Directions for this task: For the entries that follow, tally the lines holding the string "tokens". Give the total and nothing else.
*** Opening Supplied entries ***
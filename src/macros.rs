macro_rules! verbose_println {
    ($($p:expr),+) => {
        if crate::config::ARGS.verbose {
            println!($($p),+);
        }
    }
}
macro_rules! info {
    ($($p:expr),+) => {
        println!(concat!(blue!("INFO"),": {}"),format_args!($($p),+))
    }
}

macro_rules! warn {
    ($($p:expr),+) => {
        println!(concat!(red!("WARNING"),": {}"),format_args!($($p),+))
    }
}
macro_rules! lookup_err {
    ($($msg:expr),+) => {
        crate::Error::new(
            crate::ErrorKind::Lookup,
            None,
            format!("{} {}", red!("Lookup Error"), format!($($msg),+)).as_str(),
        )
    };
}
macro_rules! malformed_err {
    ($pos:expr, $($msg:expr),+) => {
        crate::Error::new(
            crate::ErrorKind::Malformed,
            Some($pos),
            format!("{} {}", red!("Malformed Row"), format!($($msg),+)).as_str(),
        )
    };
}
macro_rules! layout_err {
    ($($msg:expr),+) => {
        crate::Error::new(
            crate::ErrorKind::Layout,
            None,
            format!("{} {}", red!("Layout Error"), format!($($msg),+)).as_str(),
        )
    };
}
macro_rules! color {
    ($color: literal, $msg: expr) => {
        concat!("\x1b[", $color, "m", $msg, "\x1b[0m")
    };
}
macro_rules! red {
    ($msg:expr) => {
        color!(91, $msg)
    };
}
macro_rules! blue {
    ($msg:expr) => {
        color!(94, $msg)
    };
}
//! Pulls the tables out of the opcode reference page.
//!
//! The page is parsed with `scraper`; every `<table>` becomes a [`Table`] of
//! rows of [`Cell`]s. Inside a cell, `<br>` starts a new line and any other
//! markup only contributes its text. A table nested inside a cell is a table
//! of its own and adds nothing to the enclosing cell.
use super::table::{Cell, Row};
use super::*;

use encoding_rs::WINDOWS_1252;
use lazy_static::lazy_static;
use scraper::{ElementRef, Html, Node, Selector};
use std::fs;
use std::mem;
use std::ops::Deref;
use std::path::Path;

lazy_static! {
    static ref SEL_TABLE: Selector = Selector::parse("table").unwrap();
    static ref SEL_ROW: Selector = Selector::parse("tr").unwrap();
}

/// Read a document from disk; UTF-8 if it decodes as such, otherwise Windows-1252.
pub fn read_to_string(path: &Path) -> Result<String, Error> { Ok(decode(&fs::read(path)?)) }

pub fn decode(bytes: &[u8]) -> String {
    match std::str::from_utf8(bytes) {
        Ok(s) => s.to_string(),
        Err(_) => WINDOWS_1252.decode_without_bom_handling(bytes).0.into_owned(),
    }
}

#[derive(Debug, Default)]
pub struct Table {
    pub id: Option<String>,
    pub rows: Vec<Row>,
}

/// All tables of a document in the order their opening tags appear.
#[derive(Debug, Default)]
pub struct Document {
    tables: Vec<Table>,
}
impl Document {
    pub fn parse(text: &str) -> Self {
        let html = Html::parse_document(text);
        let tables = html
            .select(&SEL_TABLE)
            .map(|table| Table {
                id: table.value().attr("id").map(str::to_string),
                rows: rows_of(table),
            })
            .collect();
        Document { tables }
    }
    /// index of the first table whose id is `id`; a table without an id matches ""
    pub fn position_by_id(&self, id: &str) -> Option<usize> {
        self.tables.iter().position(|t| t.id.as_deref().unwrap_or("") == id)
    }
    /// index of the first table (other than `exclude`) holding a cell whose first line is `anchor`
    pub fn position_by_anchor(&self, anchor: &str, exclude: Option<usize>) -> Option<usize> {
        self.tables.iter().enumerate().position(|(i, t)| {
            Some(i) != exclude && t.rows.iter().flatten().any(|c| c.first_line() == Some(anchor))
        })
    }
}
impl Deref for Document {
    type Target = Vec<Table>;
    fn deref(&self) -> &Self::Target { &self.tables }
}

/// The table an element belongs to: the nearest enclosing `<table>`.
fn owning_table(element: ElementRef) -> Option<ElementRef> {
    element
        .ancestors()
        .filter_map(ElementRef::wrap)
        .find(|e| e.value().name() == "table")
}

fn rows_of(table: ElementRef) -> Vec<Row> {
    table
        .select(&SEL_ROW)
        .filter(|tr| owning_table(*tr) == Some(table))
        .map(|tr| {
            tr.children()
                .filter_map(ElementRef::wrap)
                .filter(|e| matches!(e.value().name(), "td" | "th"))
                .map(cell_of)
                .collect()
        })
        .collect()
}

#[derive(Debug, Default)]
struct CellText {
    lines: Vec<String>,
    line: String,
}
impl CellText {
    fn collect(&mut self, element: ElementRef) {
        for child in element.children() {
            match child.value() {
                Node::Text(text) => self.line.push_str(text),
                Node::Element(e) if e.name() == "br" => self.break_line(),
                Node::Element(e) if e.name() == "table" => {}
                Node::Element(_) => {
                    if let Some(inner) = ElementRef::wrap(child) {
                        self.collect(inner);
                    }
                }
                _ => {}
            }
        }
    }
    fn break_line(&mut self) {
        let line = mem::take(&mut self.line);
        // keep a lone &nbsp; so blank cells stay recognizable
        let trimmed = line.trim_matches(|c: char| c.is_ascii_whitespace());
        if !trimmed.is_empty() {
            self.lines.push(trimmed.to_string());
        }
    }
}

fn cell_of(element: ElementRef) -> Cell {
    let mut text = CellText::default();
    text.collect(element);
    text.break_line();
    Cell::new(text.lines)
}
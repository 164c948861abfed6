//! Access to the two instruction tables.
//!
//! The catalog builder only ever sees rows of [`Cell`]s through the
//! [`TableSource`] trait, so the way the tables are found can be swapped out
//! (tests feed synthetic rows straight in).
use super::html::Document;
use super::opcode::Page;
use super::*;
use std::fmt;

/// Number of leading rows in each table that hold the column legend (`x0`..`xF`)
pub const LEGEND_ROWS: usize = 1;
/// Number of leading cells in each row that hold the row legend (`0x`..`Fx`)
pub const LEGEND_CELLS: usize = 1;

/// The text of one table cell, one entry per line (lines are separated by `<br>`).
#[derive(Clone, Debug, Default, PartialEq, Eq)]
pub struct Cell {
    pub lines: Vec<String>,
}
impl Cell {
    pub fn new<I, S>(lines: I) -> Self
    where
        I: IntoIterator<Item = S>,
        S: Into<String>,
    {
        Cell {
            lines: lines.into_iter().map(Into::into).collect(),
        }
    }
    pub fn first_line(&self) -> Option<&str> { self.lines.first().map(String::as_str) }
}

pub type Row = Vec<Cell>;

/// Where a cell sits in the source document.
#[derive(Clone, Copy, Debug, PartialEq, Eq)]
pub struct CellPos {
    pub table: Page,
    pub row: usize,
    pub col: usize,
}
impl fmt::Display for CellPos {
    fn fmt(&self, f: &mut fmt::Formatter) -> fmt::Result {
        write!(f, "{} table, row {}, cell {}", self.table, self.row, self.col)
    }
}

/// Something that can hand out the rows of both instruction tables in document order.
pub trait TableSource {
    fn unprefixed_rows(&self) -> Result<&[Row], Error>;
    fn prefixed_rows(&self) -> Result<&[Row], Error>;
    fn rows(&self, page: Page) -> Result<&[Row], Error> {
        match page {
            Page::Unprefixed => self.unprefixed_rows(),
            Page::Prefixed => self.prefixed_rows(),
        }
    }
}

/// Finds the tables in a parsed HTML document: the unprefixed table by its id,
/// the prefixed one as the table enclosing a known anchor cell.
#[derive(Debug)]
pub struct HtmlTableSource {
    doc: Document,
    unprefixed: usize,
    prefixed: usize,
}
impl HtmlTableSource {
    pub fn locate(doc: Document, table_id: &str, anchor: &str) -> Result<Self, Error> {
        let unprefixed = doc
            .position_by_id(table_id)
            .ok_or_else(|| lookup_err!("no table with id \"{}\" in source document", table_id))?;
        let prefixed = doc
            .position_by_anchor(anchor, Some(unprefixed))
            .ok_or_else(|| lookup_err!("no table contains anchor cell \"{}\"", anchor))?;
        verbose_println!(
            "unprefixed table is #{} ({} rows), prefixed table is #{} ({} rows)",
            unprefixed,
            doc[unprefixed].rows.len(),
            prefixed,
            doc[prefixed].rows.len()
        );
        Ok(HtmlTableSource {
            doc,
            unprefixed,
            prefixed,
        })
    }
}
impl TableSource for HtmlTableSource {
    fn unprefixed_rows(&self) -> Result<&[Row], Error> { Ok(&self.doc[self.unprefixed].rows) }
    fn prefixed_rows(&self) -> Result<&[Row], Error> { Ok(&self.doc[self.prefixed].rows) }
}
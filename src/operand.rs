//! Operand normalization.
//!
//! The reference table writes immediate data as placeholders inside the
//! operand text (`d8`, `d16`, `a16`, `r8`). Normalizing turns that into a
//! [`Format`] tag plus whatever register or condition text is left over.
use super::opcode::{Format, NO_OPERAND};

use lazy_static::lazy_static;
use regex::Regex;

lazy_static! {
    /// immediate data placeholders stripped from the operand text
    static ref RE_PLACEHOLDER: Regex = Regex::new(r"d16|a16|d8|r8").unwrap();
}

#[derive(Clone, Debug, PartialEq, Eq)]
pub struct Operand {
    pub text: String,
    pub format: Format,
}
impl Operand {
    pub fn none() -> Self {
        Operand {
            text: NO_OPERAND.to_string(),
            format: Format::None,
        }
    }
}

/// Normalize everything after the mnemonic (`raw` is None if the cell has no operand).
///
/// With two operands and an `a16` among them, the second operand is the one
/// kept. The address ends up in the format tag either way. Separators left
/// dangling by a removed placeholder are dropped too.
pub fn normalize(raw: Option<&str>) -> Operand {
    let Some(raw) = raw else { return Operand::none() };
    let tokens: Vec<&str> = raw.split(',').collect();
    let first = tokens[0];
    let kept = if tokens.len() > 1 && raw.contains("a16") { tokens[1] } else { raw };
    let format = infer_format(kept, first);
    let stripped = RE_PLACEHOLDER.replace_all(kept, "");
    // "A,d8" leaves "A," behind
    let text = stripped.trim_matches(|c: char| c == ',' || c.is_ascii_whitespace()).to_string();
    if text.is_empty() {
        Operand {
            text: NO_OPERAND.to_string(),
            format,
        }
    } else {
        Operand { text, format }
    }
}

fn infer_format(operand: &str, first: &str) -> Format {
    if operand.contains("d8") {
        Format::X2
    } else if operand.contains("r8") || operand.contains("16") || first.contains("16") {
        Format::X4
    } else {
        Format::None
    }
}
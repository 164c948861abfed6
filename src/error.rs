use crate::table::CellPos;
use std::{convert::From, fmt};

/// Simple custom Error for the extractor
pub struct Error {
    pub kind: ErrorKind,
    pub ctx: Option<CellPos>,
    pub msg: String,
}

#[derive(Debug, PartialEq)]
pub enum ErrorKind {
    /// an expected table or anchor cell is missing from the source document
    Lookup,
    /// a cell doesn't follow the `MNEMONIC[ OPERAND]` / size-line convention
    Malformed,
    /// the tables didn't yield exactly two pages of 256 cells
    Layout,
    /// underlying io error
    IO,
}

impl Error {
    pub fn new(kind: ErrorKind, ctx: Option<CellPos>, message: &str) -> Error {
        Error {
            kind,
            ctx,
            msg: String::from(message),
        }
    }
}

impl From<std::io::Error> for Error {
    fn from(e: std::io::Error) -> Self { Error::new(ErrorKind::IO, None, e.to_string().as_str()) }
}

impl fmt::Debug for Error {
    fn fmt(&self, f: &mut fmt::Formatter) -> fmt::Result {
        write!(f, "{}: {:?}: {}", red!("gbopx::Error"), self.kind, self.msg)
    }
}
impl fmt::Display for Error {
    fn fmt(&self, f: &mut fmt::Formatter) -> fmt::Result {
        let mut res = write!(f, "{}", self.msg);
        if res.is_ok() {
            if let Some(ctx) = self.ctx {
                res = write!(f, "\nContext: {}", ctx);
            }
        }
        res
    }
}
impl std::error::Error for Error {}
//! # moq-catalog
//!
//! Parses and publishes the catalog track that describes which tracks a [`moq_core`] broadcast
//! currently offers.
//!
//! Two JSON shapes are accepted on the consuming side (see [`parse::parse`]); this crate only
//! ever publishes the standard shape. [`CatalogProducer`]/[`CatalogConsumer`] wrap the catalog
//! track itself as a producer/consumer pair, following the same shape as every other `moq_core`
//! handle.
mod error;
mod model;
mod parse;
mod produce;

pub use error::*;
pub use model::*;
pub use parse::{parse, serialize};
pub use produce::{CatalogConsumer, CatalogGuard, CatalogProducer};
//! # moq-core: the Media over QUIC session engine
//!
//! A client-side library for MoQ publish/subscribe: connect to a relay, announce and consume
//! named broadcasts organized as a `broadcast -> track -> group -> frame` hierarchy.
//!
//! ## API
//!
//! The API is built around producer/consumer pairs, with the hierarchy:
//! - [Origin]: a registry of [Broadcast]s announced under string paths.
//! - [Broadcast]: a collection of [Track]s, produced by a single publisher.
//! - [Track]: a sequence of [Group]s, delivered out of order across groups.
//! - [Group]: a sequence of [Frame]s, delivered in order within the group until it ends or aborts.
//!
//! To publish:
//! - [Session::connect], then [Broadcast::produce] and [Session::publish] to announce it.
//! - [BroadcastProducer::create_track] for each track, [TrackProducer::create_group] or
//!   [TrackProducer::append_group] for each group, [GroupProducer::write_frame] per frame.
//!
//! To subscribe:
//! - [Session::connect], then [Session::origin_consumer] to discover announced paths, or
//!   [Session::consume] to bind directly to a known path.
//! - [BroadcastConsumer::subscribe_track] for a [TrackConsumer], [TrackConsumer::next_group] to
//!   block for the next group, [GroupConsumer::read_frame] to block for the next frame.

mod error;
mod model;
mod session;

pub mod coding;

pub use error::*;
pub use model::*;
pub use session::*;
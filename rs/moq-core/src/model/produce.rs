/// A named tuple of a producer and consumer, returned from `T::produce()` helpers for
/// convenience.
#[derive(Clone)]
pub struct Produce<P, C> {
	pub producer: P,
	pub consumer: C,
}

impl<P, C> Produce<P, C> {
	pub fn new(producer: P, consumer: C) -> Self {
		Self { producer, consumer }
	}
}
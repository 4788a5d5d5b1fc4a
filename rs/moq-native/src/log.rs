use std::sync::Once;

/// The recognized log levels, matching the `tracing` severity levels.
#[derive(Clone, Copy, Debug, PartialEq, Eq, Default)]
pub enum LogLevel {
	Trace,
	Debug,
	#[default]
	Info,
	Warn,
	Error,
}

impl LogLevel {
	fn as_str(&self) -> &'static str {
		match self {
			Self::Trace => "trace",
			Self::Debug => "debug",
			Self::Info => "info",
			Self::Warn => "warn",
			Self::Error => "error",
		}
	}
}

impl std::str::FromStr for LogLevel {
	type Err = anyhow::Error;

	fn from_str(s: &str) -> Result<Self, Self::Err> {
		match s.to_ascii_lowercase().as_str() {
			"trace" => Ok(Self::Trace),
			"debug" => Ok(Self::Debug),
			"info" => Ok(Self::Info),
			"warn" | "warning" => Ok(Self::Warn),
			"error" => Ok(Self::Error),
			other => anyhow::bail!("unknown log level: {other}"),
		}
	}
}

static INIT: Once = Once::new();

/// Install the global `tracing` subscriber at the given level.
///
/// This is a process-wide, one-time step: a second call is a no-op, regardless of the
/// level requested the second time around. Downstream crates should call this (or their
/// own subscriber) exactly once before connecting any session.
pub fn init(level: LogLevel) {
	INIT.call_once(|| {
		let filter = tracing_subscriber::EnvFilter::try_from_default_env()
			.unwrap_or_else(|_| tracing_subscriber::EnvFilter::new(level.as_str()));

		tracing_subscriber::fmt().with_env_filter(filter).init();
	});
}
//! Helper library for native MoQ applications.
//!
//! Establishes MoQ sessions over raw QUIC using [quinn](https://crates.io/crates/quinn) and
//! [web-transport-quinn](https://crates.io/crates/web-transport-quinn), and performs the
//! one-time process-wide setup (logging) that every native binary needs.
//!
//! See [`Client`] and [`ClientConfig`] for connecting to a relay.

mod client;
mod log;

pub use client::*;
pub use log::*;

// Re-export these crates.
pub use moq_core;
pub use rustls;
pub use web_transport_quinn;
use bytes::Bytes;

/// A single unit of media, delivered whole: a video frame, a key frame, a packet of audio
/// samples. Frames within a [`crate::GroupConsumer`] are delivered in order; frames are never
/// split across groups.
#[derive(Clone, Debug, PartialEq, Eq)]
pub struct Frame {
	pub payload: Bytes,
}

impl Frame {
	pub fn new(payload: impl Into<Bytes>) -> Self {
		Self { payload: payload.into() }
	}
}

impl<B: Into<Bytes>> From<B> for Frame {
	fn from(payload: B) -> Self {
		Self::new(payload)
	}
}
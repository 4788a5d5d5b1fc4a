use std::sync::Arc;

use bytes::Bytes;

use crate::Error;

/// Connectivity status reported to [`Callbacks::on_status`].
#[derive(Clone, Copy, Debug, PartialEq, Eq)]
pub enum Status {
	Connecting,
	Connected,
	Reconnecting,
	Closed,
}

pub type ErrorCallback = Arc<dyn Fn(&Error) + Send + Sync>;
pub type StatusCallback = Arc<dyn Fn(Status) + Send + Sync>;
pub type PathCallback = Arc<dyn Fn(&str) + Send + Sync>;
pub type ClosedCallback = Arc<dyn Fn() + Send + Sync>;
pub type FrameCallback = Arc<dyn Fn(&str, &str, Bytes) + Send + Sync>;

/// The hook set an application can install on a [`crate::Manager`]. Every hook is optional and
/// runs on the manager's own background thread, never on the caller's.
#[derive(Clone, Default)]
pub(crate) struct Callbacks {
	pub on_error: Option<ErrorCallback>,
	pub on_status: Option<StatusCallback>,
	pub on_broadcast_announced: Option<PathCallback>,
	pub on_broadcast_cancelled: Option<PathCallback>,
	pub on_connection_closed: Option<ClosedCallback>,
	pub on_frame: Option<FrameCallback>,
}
*** Closing Supplied entries ***
Written solution: 3